━━━━━ DATA SUPPLIED
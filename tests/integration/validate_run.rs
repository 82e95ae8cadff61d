//! End-to-end validation runs over rule trees on disk

use std::collections::BTreeSet;

use rulecheck::{discover, validate, validate_with_known, Config, DiagnosticKind};

use super::helpers::*;

#[test]
fn test_base_child_orphan_scenario() {
    let temp = rules_root();
    let root = temp.path();

    write_rule(
        root,
        "base.mdc",
        &[("description", "Base conventions"), ("globs", "*")],
        &guidance_body("Base"),
    );
    write_rule(
        root,
        "child.mdc",
        &[("description", "Child rules"), ("globs", "*.py")],
        "# Child\n\nBuilds on @base.mdc.\n",
    );
    write_rule(
        root,
        "orphan.mdc",
        &[("description", "Orphan rules"), ("globs", "*.ts")],
        "# Orphan\n\nPoints at @missing.mdc.\n",
    );

    let config = Config::default();
    let sources = discover(root, &config.extension).expect("discovery failed");
    let report = validate(&sources, &config).expect("validation failed");

    assert!(!report.is_success());
    assert_eq!(report.passed_count(), 2);
    assert_eq!(report.failed_count(), 1);

    let orphan = report
        .documents
        .iter()
        .find(|d| d.identifier == "orphan.mdc")
        .expect("orphan.mdc not in report");
    assert_eq!(orphan.diagnostics.len(), 1);
    assert_eq!(orphan.diagnostics[0].kind, DiagnosticKind::DanglingReference);
    assert!(orphan.diagnostics[0].message.contains("missing.mdc"));

    for identifier in ["base.mdc", "child.mdc"] {
        let document = report
            .documents
            .iter()
            .find(|d| d.identifier == identifier)
            .unwrap();
        assert!(document.is_valid(), "{identifier} should be valid");
    }
}

#[test]
fn test_cross_directory_references_resolve() {
    let temp = rules_root();
    let root = temp.path();

    write_rule(
        root,
        "python/style.mdc",
        &[("description", "Python style"), ("globs", "*.py")],
        "# Style\n\nSee @shared/naming.mdc.\n",
    );
    write_rule(
        root,
        "shared/naming.mdc",
        &[("description", "Naming"), ("globs", "*")],
        &guidance_body("Naming"),
    );

    let config = Config::default();
    let sources = discover(root, &config.extension).unwrap();
    let report = validate(&sources, &config).unwrap();

    assert!(report.is_success());
}

#[test]
fn test_report_lists_documents_in_discovery_order() {
    let temp = rules_root();
    let root = temp.path();

    for name in ["zebra.mdc", "alpha.mdc", "mid.mdc"] {
        write_rule(
            root,
            name,
            &[("description", "d"), ("globs", "*")],
            &guidance_body("Section"),
        );
    }

    let config = Config::default();
    let sources = discover(root, &config.extension).unwrap();
    let report = validate(&sources, &config).unwrap();

    let identifiers: Vec<_> = report
        .documents
        .iter()
        .map(|d| d.identifier.as_str())
        .collect();
    assert_eq!(identifiers, vec!["alpha.mdc", "mid.mdc", "zebra.mdc"]);
}

#[test]
fn test_repeated_runs_produce_identical_reports() {
    let temp = rules_root();
    let root = temp.path();

    write_rule(
        root,
        "good.mdc",
        &[("description", "d"), ("globs", "*")],
        &guidance_body("Fine"),
    );
    write_raw(root, "bad.mdc", "no header at all\n");
    write_rule(
        root,
        "dangling.mdc",
        &[("description", "d"), ("globs", "*")],
        "# D\n\nSee @nowhere.mdc.\n",
    );

    let config = Config::default();
    let run = || {
        let sources = discover(root, &config.extension).unwrap();
        let report = validate(&sources, &config).unwrap();
        serde_json::to_string(&report).unwrap()
    };

    assert_eq!(run(), run());
}

#[test]
fn test_subset_run_with_preregistered_identifiers() {
    let temp = rules_root();
    let root = temp.path();

    write_rule(
        root,
        "child.mdc",
        &[("description", "d"), ("globs", "*")],
        "# Child\n\nBuilds on @base.mdc.\n",
    );

    let config = Config::default();
    let sources = discover(root, &config.extension).unwrap();

    // base.mdc lives outside this subset; the caller registers it
    // explicitly instead of letting the reference register as dangling.
    let known: BTreeSet<String> = ["base.mdc".to_string()].into_iter().collect();
    let report = validate_with_known(&sources, &config, &known).unwrap();

    assert!(report.is_success());
}

#[test]
fn test_malformed_documents_reported_alongside_valid_ones() {
    let temp = rules_root();
    let root = temp.path();

    write_raw(root, "missing.mdc", "# Heading but no header block\n");
    write_raw(root, "open.mdc", "---\ndescription: never closed\n");
    write_rule(
        root,
        "fine.mdc",
        &[("description", "d"), ("globs", "*")],
        &guidance_body("Fine"),
    );

    let config = Config::default();
    let sources = discover(root, &config.extension).unwrap();
    let report = validate(&sources, &config).unwrap();

    assert_eq!(report.failed_count(), 2);
    assert_eq!(report.passed_count(), 1);

    let kinds: Vec<_> = report.diagnostics().map(|d| d.kind).collect();
    assert!(kinds.contains(&DiagnosticKind::MissingHeaderBlock));
    assert!(kinds.contains(&DiagnosticKind::UnterminatedHeaderBlock));
}

#[test]
fn test_blank_pattern_value_reported_as_empty_not_missing() {
    let temp = rules_root();
    let root = temp.path();

    write_rule(
        root,
        "blank.mdc",
        &[("description", "d"), ("globs", "")],
        &guidance_body("Section"),
    );

    let config = Config::default();
    let sources = discover(root, &config.extension).unwrap();
    let report = validate(&sources, &config).unwrap();

    let diagnostics = &report.documents[0].diagnostics;
    assert_eq!(diagnostics.len(), 1);
    assert_eq!(diagnostics[0].kind, DiagnosticKind::EmptyRequiredValue);
}
//! Reference token extraction and resolution against the known document set.
//!
//! A reference token is the configured sigil immediately followed by an
//! identifier-shaped word ending in the rule-file extension, e.g.
//! `@python/style.mdc`. Resolution requires the complete identifier set for
//! the run, so it only happens after every document has been registered.

use anyhow::{Context, Result};
use regex::Regex;
use std::collections::BTreeSet;

use crate::config::Config;
use crate::document::Document;
use crate::report::{Diagnostic, DiagnosticKind};

/// An in-body occurrence of a token naming another rule document.
#[derive(Debug, Clone, PartialEq, Eq)]
pub struct Reference {
    /// Identifier of the document the token appears in.
    pub source: String,
    /// Identifier the token points at, sigil stripped.
    pub target: String,
    /// 1-based line number in the source file.
    pub line: usize,
}

/// Compiled matcher for the configured reference token shape.
pub struct ReferenceScanner {
    pattern: Regex,
}

impl ReferenceScanner {
    /// # Errors
    ///
    /// Fails only if the configured sigil/extension produce an invalid
    /// pattern, which a well-formed config cannot.
    pub fn new(config: &Config) -> Result<Self> {
        let pattern = format!(
            r"{}([A-Za-z0-9_][A-Za-z0-9_./-]*\.{})",
            regex::escape(&config.sigil),
            regex::escape(&config.extension)
        );
        let pattern = Regex::new(&pattern)
            .with_context(|| format!("Invalid reference token pattern: {pattern}"))?;
        Ok(Self { pattern })
    }

    /// Extract every reference token from the document body.
    ///
    /// One left-to-right scan per line; overlapping or malformed tokens
    /// simply do not match.
    pub fn scan(&self, doc: &Document) -> Vec<Reference> {
        let mut references = Vec::new();
        for (offset, line) in doc.body.lines().enumerate() {
            for capture in self.pattern.captures_iter(line) {
                references.push(Reference {
                    source: doc.identifier.clone(),
                    target: capture[1].to_string(),
                    line: doc.body_start_line + offset,
                });
            }
        }
        references
    }
}

/// Flag every reference whose target is not in the known identifier set.
pub fn resolve(references: &[Reference], known: &BTreeSet<String>) -> Vec<Diagnostic> {
    references
        .iter()
        .filter(|r| !known.contains(&r.target))
        .map(|r| Diagnostic {
            document: r.source.clone(),
            kind: DiagnosticKind::DanglingReference,
            message: format!("Reference to unknown rule '{}' (line {})", r.target, r.line),
        })
        .collect()
}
━━━━━━━━━━
ASSIGNMENT ->
Each line of the records that holds the word "nSee" should be copied out.

WRITTEN SOLUTION ->
        "# Style\n\nSee @shared/naming.mdc.\n",
        "# D\n\nSee @nowhere.mdc.\n",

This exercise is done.